BEGIN

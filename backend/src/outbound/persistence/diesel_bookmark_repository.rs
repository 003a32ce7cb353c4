//! PostgreSQL-backed `BookmarkRepository` implementation using Diesel ORM.

use async_trait::async_trait;
use diesel::prelude::*;
use diesel_async::RunQueryDsl;
use uuid::Uuid;

use crate::domain::ports::{BookmarkRepository, BookmarkRepositoryError};
use crate::domain::{BookmarkRecord, ListingKind, ListingTarget, UserId};

use super::diesel_basic_error_mapping::{map_basic_pool_error, map_unique_diesel_error};
use super::models::BookmarkRow;
use super::pool::{DbPool, PoolError};
use super::schema::bookmarks;

/// Diesel-backed implementation of the `BookmarkRepository` port.
#[derive(Clone)]
pub struct DieselBookmarkRepository {
    pool: DbPool,
}

impl DieselBookmarkRepository {
    /// Create a new repository with the given connection pool.
    pub fn new(pool: DbPool) -> Self {
        Self { pool }
    }
}

fn map_pool_error(error: PoolError) -> BookmarkRepositoryError {
    map_basic_pool_error(error, BookmarkRepositoryError::connection)
}

fn map_diesel_error(error: diesel::result::Error) -> BookmarkRepositoryError {
    map_unique_diesel_error(
        error,
        BookmarkRepositoryError::query,
        BookmarkRepositoryError::connection,
        BookmarkRepositoryError::duplicate,
    )
}

fn row_to_record(row: BookmarkRow) -> Result<BookmarkRecord, BookmarkRepositoryError> {
    BookmarkRecord::try_from(row).map_err(BookmarkRepositoryError::corrupt)
}

#[async_trait]
impl BookmarkRepository for DieselBookmarkRepository {
    async fn find(
        &self,
        user: &UserId,
        target: ListingTarget,
    ) -> Result<Option<BookmarkRecord>, BookmarkRepositoryError> {
        let mut conn = self.pool.get().await.map_err(map_pool_error)?;
        let by_user = bookmarks::table
            .filter(bookmarks::user_id.eq(*user.as_uuid()))
            .select(BookmarkRow::as_select());
        let row = match target {
            ListingTarget::Posting(id) => {
                by_user
                    .filter(bookmarks::posting_id.eq(id))
                    .first(&mut conn)
                    .await
            }
            ListingTarget::Candidate(id) => {
                by_user
                    .filter(bookmarks::candidate_id.eq(id))
                    .first(&mut conn)
                    .await
            }
        }
        .optional()
        .map_err(map_diesel_error)?;
        row.map(row_to_record).transpose()
    }

    async fn insert(&self, record: &BookmarkRecord) -> Result<(), BookmarkRepositoryError> {
        let mut conn = self.pool.get().await.map_err(map_pool_error)?;
        diesel::insert_into(bookmarks::table)
            .values(BookmarkRow::from(record))
            .execute(&mut conn)
            .await
            .map_err(map_diesel_error)?;
        Ok(())
    }

    async fn delete(&self, id: Uuid) -> Result<bool, BookmarkRepositoryError> {
        let mut conn = self.pool.get().await.map_err(map_pool_error)?;
        let deleted = diesel::delete(bookmarks::table.find(id))
            .execute(&mut conn)
            .await
            .map_err(map_diesel_error)?;
        Ok(deleted > 0)
    }

    async fn list_by_user(
        &self,
        user: &UserId,
        kind: ListingKind,
    ) -> Result<Vec<BookmarkRecord>, BookmarkRepositoryError> {
        let mut conn = self.pool.get().await.map_err(map_pool_error)?;
        let by_user = bookmarks::table
            .filter(bookmarks::user_id.eq(*user.as_uuid()))
            .order(bookmarks::created_at.desc())
            .select(BookmarkRow::as_select());
        let rows: Vec<BookmarkRow> = match kind {
            ListingKind::Posting => {
                by_user
                    .filter(bookmarks::posting_id.is_not_null())
                    .load(&mut conn)
                    .await
            }
            ListingKind::Candidate => {
                by_user
                    .filter(bookmarks::candidate_id.is_not_null())
                    .load(&mut conn)
                    .await
            }
        }
        .map_err(map_diesel_error)?;
        rows.into_iter().map(row_to_record).collect()
    }
}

END

*THE TASK*:
Please give back the listing in full; each line must match exactly.

*SOLUTION FOR THIS PROBLEM*:
filename backend/src/outbound/persistence/diesel_bookmark_repository.rs
repository 003a32ce7cb353c4
//! PostgreSQL-backed `BookmarkRepository` implementation using Diesel ORM.

use async_trait::async_trait;
use diesel::prelude::*;
use diesel_async::RunQueryDsl;
use uuid::Uuid;

use crate::domain::ports::{BookmarkRepository, BookmarkRepositoryError};
use crate::domain::{BookmarkRecord, ListingKind, ListingTarget, UserId};

use super::diesel_basic_error_mapping::{map_basic_pool_error, map_unique_diesel_error};
use super::models::BookmarkRow;
use super::pool::{DbPool, PoolError};
use super::schema::bookmarks;

/// Diesel-backed implementation of the `BookmarkRepository` port.
#[derive(Clone)]
pub struct DieselBookmarkRepository {
    pool: DbPool,
}

impl DieselBookmarkRepository {
    /// Create a new repository with the given connection pool.
    pub fn new(pool: DbPool) -> Self {
        Self { pool }
    }
}

fn map_pool_error(error: PoolError) -> BookmarkRepositoryError {
    map_basic_pool_error(error, BookmarkRepositoryError::connection)
}

fn map_diesel_error(error: diesel::result::Error) -> BookmarkRepositoryError {
    map_unique_diesel_error(
        error,
        BookmarkRepositoryError::query,
        BookmarkRepositoryError::connection,
        BookmarkRepositoryError::duplicate,
    )
}

fn row_to_record(row: BookmarkRow) -> Result<BookmarkRecord, BookmarkRepositoryError> {
    BookmarkRecord::try_from(row).map_err(BookmarkRepositoryError::corrupt)
}

#[async_trait]
impl BookmarkRepository for DieselBookmarkRepository {
    async fn find(
        &self,
        user: &UserId,
        target: ListingTarget,
    ) -> Result<Option<BookmarkRecord>, BookmarkRepositoryError> {
        let mut conn = self.pool.get().await.map_err(map_pool_error)?;
        let by_user = bookmarks::table
            .filter(bookmarks::user_id.eq(*user.as_uuid()))
            .select(BookmarkRow::as_select());
        let row = match target {
            ListingTarget::Posting(id) => {
                by_user
                    .filter(bookmarks::posting_id.eq(id))
                    .first(&mut conn)
                    .await
            }
            ListingTarget::Candidate(id) => {
                by_user
                    .filter(bookmarks::candidate_id.eq(id))
                    .first(&mut conn)
                    .await
            }
        }
        .optional()
        .map_err(map_diesel_error)?;
        row.map(row_to_record).transpose()
    }

    async fn insert(&self, record: &BookmarkRecord) -> Result<(), BookmarkRepositoryError> {
        let mut conn = self.pool.get().await.map_err(map_pool_error)?;
        diesel::insert_into(bookmarks::table)
            .values(BookmarkRow::from(record))
            .execute(&mut conn)
            .await
            .map_err(map_diesel_error)?;
        Ok(())
    }

    async fn delete(&self, id: Uuid) -> Result<bool, BookmarkRepositoryError> {
        let mut conn = self.pool.get().await.map_err(map_pool_error)?;
        let deleted = diesel::delete(bookmarks::table.find(id))
            .execute(&mut conn)
            .await
            .map_err(map_diesel_error)?;
        Ok(deleted > 0)
    }

    async fn list_by_user(
        &self,
        user: &UserId,
        kind: ListingKind,
    ) -> Result<Vec<BookmarkRecord>, BookmarkRepositoryError> {
        let mut conn = self.pool.get().await.map_err(map_pool_error)?;
        let by_user = bookmarks::table
            .filter(bookmarks::user_id.eq(*user.as_uuid()))
            .order(bookmarks::created_at.desc())
            .select(BookmarkRow::as_select());
        let rows: Vec<BookmarkRow> = match kind {
            ListingKind::Posting => {
                by_user
                    .filter(bookmarks::posting_id.is_not_null())
                    .load(&mut conn)
                    .await
            }
            ListingKind::Candidate => {
                by_user
                    .filter(bookmarks::candidate_id.is_not_null())
                    .load(&mut conn)
                    .await
            }
        }
        .map_err(map_diesel_error)?;
        rows.into_iter().map(row_to_record).collect()
    }
}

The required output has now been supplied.